Ce fait me tracasse depuis. Dans ce sens de la voie de l’omerta. Si je désire demeurer vraie, dois-je toujours dire la vérité? Ou choisir de me taire? Sommes-nous con-damnés à jouer la comédie pour garder la paix avec ceux et celles que l’on aime? Doit-on trafiquer nos idées dans le seul but de ne pas déplaire quand on sait pertinemment que seule l’authenticité a un prix?

Il y a des moments où il est raisonnable d’être déraisonnable. Je parle de mon côté, pas de la décision de Marc. Être soi peut vous faire facilement dérailler et pourtant, c’est le chemin que je choisis au prix de perdre quelques plumes et amis. Je veux être celle que je suis. J’accepte de me montrer sans fard (il y a bien assez du masque…). Ça ne me tente pas de vivre à côté de mes bottines. Pour le moment, le seul courage que j’ai c’est de parler à la première personne. Tout ce que je peux faire dans ma vie c’est d’être moi-même. Certains m’aimeront pour ce que je suis; d’autres pour les services que je leur rends et les autres ne m’aimeront pas. C’est aussi simple que ça.

Même que je préfère ne pas être appréciée par de fausses gens. Je me connais, ça m’énerverait… Je tente seulement de me respecter. Pas facile. Parce que ce sont les promesses que l’on se fait à soi-même qui sont les plus difficiles à tenir. Pas de témoins pour s’assurer qu’on les respecte.

Des fois on dit peut-être quand au fond c’est non ou nous verrons quand c’est oui. Ce que l’on est dans la tête de son prochain n’est pas forcément ce que l’on est vraiment. Vous me suivez? Parce que ce n’est pas toujours évident, nous sommes prêts à croire n’importe quoi plutôt que d’affronter la réalité.

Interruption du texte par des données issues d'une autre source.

use async_trait::async_trait;

use crate::event_sourcing::OutboxMessage;
use crate::utils::IsTransient;

#[derive(Debug, thiserror::Error)]
pub enum PublishError {
    /// Sink is down or the data it needs is not there yet
    #[error("Publisher unavailable: {0}")]
    Unavailable(String),

    #[error("Circuit breaker '{0}' is open")]
    CircuitOpen(String),

    /// The message itself is unusable; retrying will not help
    #[error("Message rejected: {0}")]
    Rejected(String),
}

impl IsTransient for PublishError {
    fn is_transient(&self) -> bool {
        !matches!(self, PublishError::Rejected(_))
    }
}

/// Destination for outbox messages
#[async_trait]
pub trait EventPublisher: Send + Sync {
    fn name(&self) -> &str;

    async fn publish(&self, message: &OutboxMessage) -> Result<(), PublishError>;

    /// Whether the publisher is currently refusing work
    async fn is_degraded(&self) -> bool {
        false
    }
}
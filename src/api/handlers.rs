use actix_web::http::StatusCode;
use actix_web::{web, HttpResponse};
use uuid::Uuid;

use crate::actors::{GetSystemHealth, HealthStatus};
use crate::domain::dispatch::{DispatchOutcome, SubmitDispatch};
use crate::error::FulfillmentError;

use super::dto::{
    AtomicSubOrderRequest, AtomicSubOrderResponse, CreateOrderRequest, DispatchHistory, DispatchRequest,
    HealthResponse, OrderPage, OrderView, PageQuery,
};
use super::error::{ApiError, ApiResult};
use super::AppState;

// ============================================================================
// Orders
// ============================================================================

pub async fn create_order(
    state: web::Data<AppState>,
    body: web::Json<CreateOrderRequest>,
) -> ApiResult<HttpResponse> {
    let order = state.coordinator.place_order(body.into_inner().into()).await?;
    Ok(HttpResponse::Created().json(OrderView::from(&order)))
}

pub async fn get_order(state: web::Data<AppState>, path: web::Path<Uuid>) -> ApiResult<HttpResponse> {
    let order = state.coordinator.order(path.into_inner()).await?;
    Ok(HttpResponse::Ok().json(OrderView::from(&order)))
}

pub async fn list_orders(state: web::Data<AppState>, query: web::Query<PageQuery>) -> ApiResult<HttpResponse> {
    let (page, limit) = query.resolve();
    let (orders, total) = state.coordinator.list_orders(page, limit).await?;

    Ok(HttpResponse::Ok().json(OrderPage {
        orders: orders.iter().map(OrderView::from).collect(),
        page,
        limit,
        total,
    }))
}

// ============================================================================
// Sub-orders
// ============================================================================

/// All-or-nothing dispatch with per-line attribution
pub async fn submit_atomic(
    state: web::Data<AppState>,
    body: web::Json<AtomicSubOrderRequest>,
) -> ApiResult<HttpResponse> {
    let request = body.into_inner();
    let order = state.coordinator.order(request.order_id).await?;

    if order.order_no != request.order_no.trim() || order.client_id != request.client_id {
        tracing::warn!(
            order_id = %request.order_id,
            order_no = %request.order_no,
            client_id = %request.client_id,
            "Sub-order header does not match the stored order"
        );
        return Err(FulfillmentError::validation(format!(
            "Header mismatch: orderNo/clientId do not belong to order {}",
            request.order_id
        ))
        .into());
    }

    for line in &request.sub_orders {
        let Some(claimed) = line.remaining_quantity else { continue };
        let actual = order.ledger.remaining(line.product_id);
        if actual != Some(claimed) {
            tracing::debug!(
                order_id = %request.order_id,
                product_id = %line.product_id,
                claimed = %claimed,
                actual = ?actual,
                "Client remaining quantity is stale"
            );
        }
    }

    let mut submit = SubmitDispatch::new(request.order_id, request.dispatch_lines());
    if let Some(key) = &request.idempotency_key {
        submit = submit.with_idempotency_key(key.clone());
    }

    let outcome = DispatchOutcome::from_result(state.coordinator.submit_dispatch(submit).await)?;
    let results = outcome.line_results(&request.product_ids());
    let status = if outcome.is_committed() {
        StatusCode::OK
    } else {
        StatusCode::UNPROCESSABLE_ENTITY
    };

    Ok(HttpResponse::build(status).json(AtomicSubOrderResponse { outcome, results }))
}

/// Commit a dispatch and return its rendered invoice
pub async fn dispatch(state: web::Data<AppState>, body: web::Json<DispatchRequest>) -> ApiResult<HttpResponse> {
    let request = body.into_inner();

    let mut submit = SubmitDispatch::new(request.order_id, request.lines.clone()).with_metadata(request.metadata());
    if let Some(key) = request.idempotency_key {
        submit = submit.with_idempotency_key(key);
    }

    let batch = state.coordinator.submit_dispatch(submit).await?;
    let document = state.archive.renderer().render(&batch);

    Ok(HttpResponse::Created()
        .content_type(document.content_type)
        .insert_header(("X-Dispatch-Id", batch.id.to_string()))
        .insert_header(("X-Invoice-Number", document.invoice_number.clone()))
        .body(document.body))
}

pub async fn dispatch_history(state: web::Data<AppState>, path: web::Path<Uuid>) -> ApiResult<HttpResponse> {
    let order_id = path.into_inner();
    let dispatches = state.coordinator.dispatch_history(order_id).await?;
    Ok(HttpResponse::Ok().json(DispatchHistory { order_id, dispatches }))
}

/// Archived invoice when present, otherwise rendered from the record
pub async fn invoice_document(state: web::Data<AppState>, path: web::Path<Uuid>) -> ApiResult<HttpResponse> {
    let dispatch_id = path.into_inner();

    let document = match state.archive.document(dispatch_id) {
        Some(document) => document,
        None => {
            let batch = state.coordinator.dispatch(dispatch_id).await?;
            tracing::debug!(dispatch_id = %dispatch_id, "Invoice not archived yet, rendering on demand");
            state.archive.renderer().render(&batch)
        }
    };

    Ok(HttpResponse::Ok()
        .content_type(document.content_type)
        .insert_header(("X-Invoice-Number", document.invoice_number))
        .body(document.body))
}

// ============================================================================
// Health
// ============================================================================

pub async fn health(state: web::Data<AppState>) -> HttpResponse {
    let Some(monitor) = &state.health_monitor else {
        return HttpResponse::Ok().json(serde_json::json!({ "status": "HEALTHY", "components": [] }));
    };

    match monitor.send(GetSystemHealth).await {
        Ok(health) => {
            let status = match health.overall_status {
                HealthStatus::Unhealthy(_) => StatusCode::SERVICE_UNAVAILABLE,
                _ => StatusCode::OK,
            };
            HttpResponse::build(status).json(HealthResponse::from(&health))
        }
        Err(e) => {
            tracing::error!(error = %e, "Health monitor unreachable");
            HttpResponse::ServiceUnavailable().json(serde_json::json!({
                "status": "UNHEALTHY",
                "reason": "health monitor unreachable"
            }))
        }
    }
}

// ============================================================================
// Extractor errors
// ============================================================================

pub(super) fn json_error(err: actix_web::error::JsonPayloadError, _: &actix_web::HttpRequest) -> actix_web::Error {
    ApiError::BadRequest(err.to_string()).into()
}

pub(super) fn path_error(err: actix_web::error::PathError, _: &actix_web::HttpRequest) -> actix_web::Error {
    ApiError::BadRequest(err.to_string()).into()
}

pub(super) fn query_error(err: actix_web::error::QueryPayloadError, _: &actix_web::HttpRequest) -> actix_web::Error {
    ApiError::BadRequest(err.to_string()).into()
}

Un jour, j’avais entendu une femme snobinarde dire à une autre : « Je comprends parfaitement qu’il faille des gens de toutes sortes pour faire un monde, mais je me réjouis de ne pas être de ceux-là ». Comme quoi il n’y a pas d’obscurité, seulement une incapacité de voir. Pensée d’André Rousseau : il n’y a que deux circonstances où l’on est soi-même, quand on dort et quand on est ivre. Tout le reste c’est du chiqué. Vous croyez vraiment qu’il exagère… ?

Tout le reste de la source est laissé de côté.